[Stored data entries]
>>>>
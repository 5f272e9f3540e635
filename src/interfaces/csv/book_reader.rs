use crate::domain::book::{Book, Isbn};
use crate::error::{LibraryError, Result};
use rust_decimal::Decimal;
use serde::Deserialize;
use std::io::Read;

/// One row of a catalog import file.
#[derive(Debug, Clone, Deserialize)]
pub struct BookRecord {
    pub isbn: String,
    pub title: String,
    pub author: String,
    pub category: String,
    pub reference_price: Decimal,
    pub total_copies: i64,
}

impl TryFrom<BookRecord> for Book {
    type Error = LibraryError;

    fn try_from(record: BookRecord) -> Result<Self> {
        let book = Book::new(
            Isbn::new(record.isbn)?,
            record.title,
            record.author,
            record.category,
            record.reference_price,
            record.total_copies,
        );
        book.validate()?;
        Ok(book)
    }
}

/// Reads catalog entries from a CSV source.
///
/// Expects the header `isbn,title,author,category,reference_price,total_copies`.
/// Whitespace around fields is trimmed.
pub struct BookReader<R: Read> {
    reader: csv::Reader<R>,
}

impl<R: Read> BookReader<R> {
    pub fn new(source: R) -> Self {
        let reader = csv::ReaderBuilder::new()
            .trim(csv::Trim::All)
            .flexible(true)
            .from_reader(source);
        Self { reader }
    }

    /// Lazily reads and validates each row, so one bad row does not stop the
    /// rows after it.
    pub fn books(self) -> impl Iterator<Item = Result<Book>> {
        self.reader
            .into_deserialize::<BookRecord>()
            .map(|result| result.map_err(LibraryError::from).and_then(Book::try_from))
    }
}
<<<<
Working from the entries above, find every line in which the word "source" occurs and copy it.

/// Reads catalog entries from a CSV source.
    pub fn new(source: R) -> Self {
            .from_reader(source);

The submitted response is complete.